4680 battery cell

4680 battery cell
Name	4680 battery cell
Type	Cylindrical lithium-ion
Nominal voltage	~3.6–3.7 V
Nominal capacity	~20–30 Ah
Diameter	46 mm
Height	80 mm

4680 battery cell. It is a large-format cylindrical lithium-ion battery defined by its 46-millimeter diameter and 80-millimeter height. First unveiled by Tesla, Inc. at its 2020 Battery Day event, the cell represents a significant shift in electric vehicle battery architecture. Its design aims to increase energy density, reduce manufacturing costs, and improve power output for applications in Model Y, Cybertruck, and other future vehicles.

Overview

The development of the 4680 format is central to Tesla, Inc.'s strategy to scale electric vehicle production and reduce reliance on external suppliers like Panasonic and LG Energy Solution. The initiative is led by Giga Texas and Giga Berlin factories, which integrate cell production with vehicle assembly. This cell type is also a key component of Semi truck and next-generation Roadster programs. The technology builds upon earlier cylindrical formats like the 18650 battery cell and 2170 battery cell used in previous Model S and Model 3 vehicles.

Design and specifications

The physical dimensions of 46 mm by 80 mm provide a larger volume than predecessor cells, enabling a greater active material-to-packaging ratio. A major innovation is the use of a tabless design, sometimes called a "Tesla-Elon dry" electrode, which reduces electrical resistance and thermal load. The cell typically utilizes a NCA or LFP cathode chemistry, with ongoing research into silicon-based anodes to replace traditional graphite. Structural integration, where the cell forms part of the vehicle's chassis, is a key design philosophy, pioneered at Giga Berlin for the Model Y.

Manufacturing process

Production leverages a highly automated process developed by Tesla, Inc. and its equipment partners. A core technology is the dry battery electrode coating method, licensed from Maxwell Technologies, which eliminates toxic solvents and reduces factory footprint. Electrode winding for the tabless design is performed on custom machinery, while laser welding is critical for assembling the cell's casing and current collectors. High-speed assembly lines at Kato Road facility in California serve as a pilot for larger-scale output at Giga Nevada and Giga Shanghai.
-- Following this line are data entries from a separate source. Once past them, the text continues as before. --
//! In-memory engine used by unit tests.

use std::sync::Mutex;

use async_trait::async_trait;

use crate::container::engine::{ContainerEngine, CreateSpec};
use crate::error::EngineError;

#[derive(Default)]
struct FakeState {
    calls: Vec<String>,
    created: Vec<CreateSpec>,
    next_id: u32,
    inspect_failures: u32,
}

/// Records every call and answers with canned results.
pub struct FakeEngine {
    state: Mutex<FakeState>,
    ip: String,
    exit_code: i64,
    image_present: bool,
    fail_start: bool,
}

impl FakeEngine {
    pub fn new() -> Self {
        Self {
            state: Mutex::new(FakeState::default()),
            ip: "172.17.0.2".to_string(),
            exit_code: 0,
            image_present: true,
            fail_start: false,
        }
    }

    pub fn with_ip(mut self, ip: &str) -> Self {
        self.ip = ip.to_string();
        self
    }

    pub fn with_exit_code(mut self, code: i64) -> Self {
        self.exit_code = code;
        self
    }

    pub fn without_image(mut self) -> Self {
        self.image_present = false;
        self
    }

    pub fn failing_start(mut self) -> Self {
        self.fail_start = true;
        self
    }

    /// Every inspection fails with `NoInternalAddress`.
    pub fn failing_inspect(self) -> Self {
        self.fail_next_inspects(u32::MAX);
        self
    }

    /// The next `count` inspections fail with `NoInternalAddress`.
    pub fn fail_next_inspects(&self, count: u32) {
        self.state.lock().unwrap().inspect_failures = count;
    }

    pub fn calls(&self) -> Vec<String> {
        self.state.lock().unwrap().calls.clone()
    }

    pub fn created(&self) -> Vec<CreateSpec> {
        self.state.lock().unwrap().created.clone()
    }

    fn record(&self, call: String) {
        self.state.lock().unwrap().calls.push(call);
    }
}

#[async_trait]
impl ContainerEngine for FakeEngine {
    async fn image_exists(&self, _image: &str) -> bool {
        self.image_present
    }

    async fn pull_image(&self, image: &str) -> Result<(), EngineError> {
        self.record(format!("pull {image}"));
        Ok(())
    }

    async fn create_container(&self, spec: &CreateSpec) -> Result<String, EngineError> {
        let mut state = self.state.lock().unwrap();
        state.next_id += 1;
        let id = format!("fake-{}", state.next_id);
        state.calls.push(format!("create {}", spec.image));
        state.created.push(spec.clone());
        Ok(id)
    }

    async fn start_container(&self, id: &str) -> Result<(), EngineError> {
        self.record(format!("start {id}"));
        if self.fail_start {
            return Err(EngineError::StartFailed {
                id: id.to_string(),
                reason: "port is already allocated".to_string(),
            });
        }
        Ok(())
    }

    async fn pause_container(&self, id: &str) -> Result<(), EngineError> {
        self.record(format!("pause {id}"));
        Ok(())
    }

    async fn unpause_container(&self, id: &str) -> Result<(), EngineError> {
        self.record(format!("unpause {id}"));
        Ok(())
    }

    async fn stop_container(&self, id: &str) -> Result<(), EngineError> {
        self.record(format!("stop {id}"));
        Ok(())
    }

    async fn remove_container(&self, id: &str, _force: bool) -> Result<(), EngineError> {
        self.record(format!("remove {id}"));
        Ok(())
    }

    async fn wait_container(&self, id: &str) -> Result<i64, EngineError> {
        self.record(format!("wait {id}"));
        Ok(self.exit_code)
    }

    async fn internal_ip(&self, id: &str) -> Result<String, EngineError> {
        let mut state = self.state.lock().unwrap();
        state.calls.push(format!("inspect {id}"));
        if state.inspect_failures > 0 {
            state.inspect_failures -= 1;
            return Err(EngineError::NoInternalAddress { id: id.to_string() });
        }
        Ok(self.ip.clone())
    }
}
//! `depdock` binary: provisions dependency containers and serves health
//! endpoints from the command line.

use tracing_subscriber::{fmt, prelude::*, EnvFilter};

#[tokio::main]
async fn main() -> anyhow::Result<()> {
    let cli = depdock::cli::parse_cli();

    // RUST_LOG overrides --log-level. Logs go to stderr; stdout carries the
    // `up --json` record.
    let filter = EnvFilter::try_from_default_env().unwrap_or_else(|_| EnvFilter::new(&cli.log_level));
    tracing_subscriber::registry()
        .with(fmt::layer().with_writer(std::io::stderr))
        .with(filter)
        .init();

    depdock::cli::run_with_cli(cli).await
}
//! Error types for depdock operations.
//!
//! Errors are split by the boundary they cross:
//! - `EngineError` for the container engine (Docker daemon) calls
//! - `ContainerError` for the lifecycle of a single dependency handle
//! - `HealthError` for the operator-facing readiness service

use thiserror::Error;

/// Errors raised by the container engine.
#[derive(Debug, Error)]
pub enum EngineError {
    #[error("Docker daemon not available: {0}")]
    DaemonUnavailable(String),

    #[error("Failed to pull image '{image}': {reason}")]
    PullFailed { image: String, reason: String },

    #[error("Failed to create container: {0}")]
    CreateFailed(String),

    #[error("Failed to start container '{id}': {reason}")]
    StartFailed { id: String, reason: String },

    #[error("Failed to pause container '{id}': {reason}")]
    PauseFailed { id: String, reason: String },

    #[error("Failed to unpause container '{id}': {reason}")]
    UnpauseFailed { id: String, reason: String },

    #[error("Failed to stop container '{id}': {reason}")]
    StopFailed { id: String, reason: String },

    #[error("Failed to remove container '{id}': {reason}")]
    RemoveFailed { id: String, reason: String },

    #[error("Failed to inspect container '{id}': {reason}")]
    InspectFailed { id: String, reason: String },

    #[error("Error waiting for container '{id}': {reason}")]
    WaitFailed { id: String, reason: String },

    #[error("Container '{id}' not found")]
    ContainerNotFound { id: String },

    #[error("Container '{id}' has no internal IP address")]
    NoInternalAddress { id: String },
}

/// Errors raised by a dependency container handle.
#[derive(Debug, Error)]
pub enum ContainerError {
    #[error("Invalid container configuration: {0}")]
    Config(String),

    #[error(transparent)]
    Engine(#[from] EngineError),

    #[error("Health check did not pass after {attempts} attempts: {source}")]
    HealthCheckTimeout {
        attempts: u32,
        #[source]
        source: anyhow::Error,
    },

    #[error("Container is not started")]
    NotStarted,

    #[error("Container has been stopped and cannot be reused")]
    Stopped,

    #[error("Container exited with non-zero code {code}")]
    NonZeroExit { code: i64 },

    #[error("Post-start initializer failed: {0}")]
    Initializer(#[source] anyhow::Error),
}

impl ContainerError {
    /// Returns true when the error is the readiness budget running out.
    pub fn is_health_check_timeout(&self) -> bool {
        matches!(self, ContainerError::HealthCheckTimeout { .. })
    }
}

/// Errors raised by the readiness service and its client.
#[derive(Debug, Error)]
pub enum HealthError {
    #[error("Readiness check failed: {0}")]
    CheckFailed(String),

    #[error("Dial to '{addr}' failed: {reason}")]
    DialFailed { addr: String, reason: String },

    #[error("Dial to '{addr}' timed out after {seconds} seconds")]
    DialTimeout { addr: String, seconds: u64 },

    #[error("Endpoint '{url}' answered with status {status}")]
    BadStatus { url: String, status: u16 },

    #[error("HTTP request failed: {0}")]
    Request(#[from] reqwest::Error),

    #[error("Failed to bind health server to {addr}: {reason}")]
    BindFailed { addr: String, reason: String },

    #[error("IO error: {0}")]
    Io(#[from] std::io::Error),
}
//! DynamoDB Local backend. No health probe; the endpoint is usable as soon
//! as the process is up.

use serde::{Deserialize, Serialize};

use crate::backends::config::{process_env, EnvReader};
use crate::backends::{join_host_port, Backend};
use crate::container::options::{self, ContainerOption};
use crate::error::ContainerError;

pub const DYNAMODB_PORT: u16 = 8000;

#[derive(Debug, Clone, PartialEq, Eq, Serialize, Deserialize)]
pub struct DynamoDbOptions {
    pub host: String,
    pub port: u16,
    /// Region clients should be configured with.
    pub region: String,
    #[serde(skip)]
    external: bool,
}

impl Default for DynamoDbOptions {
    fn default() -> Self {
        Self {
            host: "localhost".to_string(),
            port: DYNAMODB_PORT,
            region: "us-east-1".to_string(),
            external: false,
        }
    }
}

impl DynamoDbOptions {
    pub fn from_env() -> Result<Self, ContainerError> {
        Self::from_lookup(process_env)
    }

    pub fn from_lookup<F>(lookup: F) -> Result<Self, ContainerError>
    where
        F: Fn(&str) -> Option<String>,
    {
        let reader = EnvReader::new("dynamodb", lookup);
        let defaults = Self::default();

        Ok(Self {
            host: reader.string("HOST", &defaults.host),
            port: reader.port("PORT", defaults.port)?,
            region: reader.string("REGION", &defaults.region),
            external: reader.has_explicit_host(),
        })
    }
}

impl Backend for DynamoDbOptions {
    fn kind(&self) -> &'static str {
        "dynamodb"
    }

    fn container_port(&self) -> u16 {
        DYNAMODB_PORT
    }

    fn host(&self) -> &str {
        &self.host
    }

    fn port(&self) -> u16 {
        self.port
    }

    fn is_external(&self) -> bool {
        self.external
    }

    fn container_options(&self) -> Vec<ContainerOption> {
        vec![
            options::image_repository("amazon/dynamodb-local"),
            options::image_tag("latest"),
            options::env(Vec::<String>::new()),
        ]
    }

    fn endpoint(&self, host: &str, port: u16) -> String {
        format!("http://{}", join_host_port(host, port))
    }
}

#[cfg(test)]
mod tests {
    use super::*;
    use crate::backends::config::lookup_from;
    use crate::container::Options;

    #[test]
    fn test_region_override() {
        let opts = DynamoDbOptions::from_lookup(lookup_from(&[("TEST_DYNAMODB_REGION", "ap-northeast-1")]))
            .unwrap();
        assert_eq!(opts.region, "ap-northeast-1");
        assert_eq!(opts.port, 8000);
    }

    #[test]
    fn test_no_health_check() {
        let opts = Options::build(DynamoDbOptions::default().container_options());
        assert_eq!(opts.image(), "amazon/dynamodb-local:latest");
        assert!(opts.health_check.is_none());
    }
}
Performance and advantages

Key performance claims include a fivefold increase in energy capacity, a sixfold rise in power output, and a 16% range boost for vehicles compared to the 2170 battery cell. The tabless design lowers internal electrical resistance, improving thermal performance and enabling faster DC fast charging rates. The larger format reduces the number of cells needed per pack, simplifying BMS complexity for modules used in Cybertruck. Overall, Tesla, Inc. targets a 54% reduction in cost per kWh at the Gigafactory system level.

Adoption and production

Initial volume production began at Kato Road before ramping at Giga Texas for the Model Y. Panasonic started manufacturing 4680 cells at its Wakayama plant in Japan for supply to Tesla, Inc.. Other key suppliers developing the format include LG Energy Solution in South Korea, CATL in China, and startups like Our Next Energy. The BMW Neue Klasse platform and vehicles from GM and Ford are also expected to adopt similar large cylindrical cells.

Challenges and limitations

Scaling production of new technologies like the dry electrode process has proven difficult, impacting output rates at Giga Texas. Incorporating high-content silicon anodes presents challenges with electrode swelling and durability. The larger cell size can exacerbate thermal propagation risks, requiring advanced pack-level firewall designs. Furthermore, manufacturing yield rates and consistent quality have been hurdles, as reported by Reuters and Bloomberg News, affecting rollout timelines for the Cybertruck and Semi.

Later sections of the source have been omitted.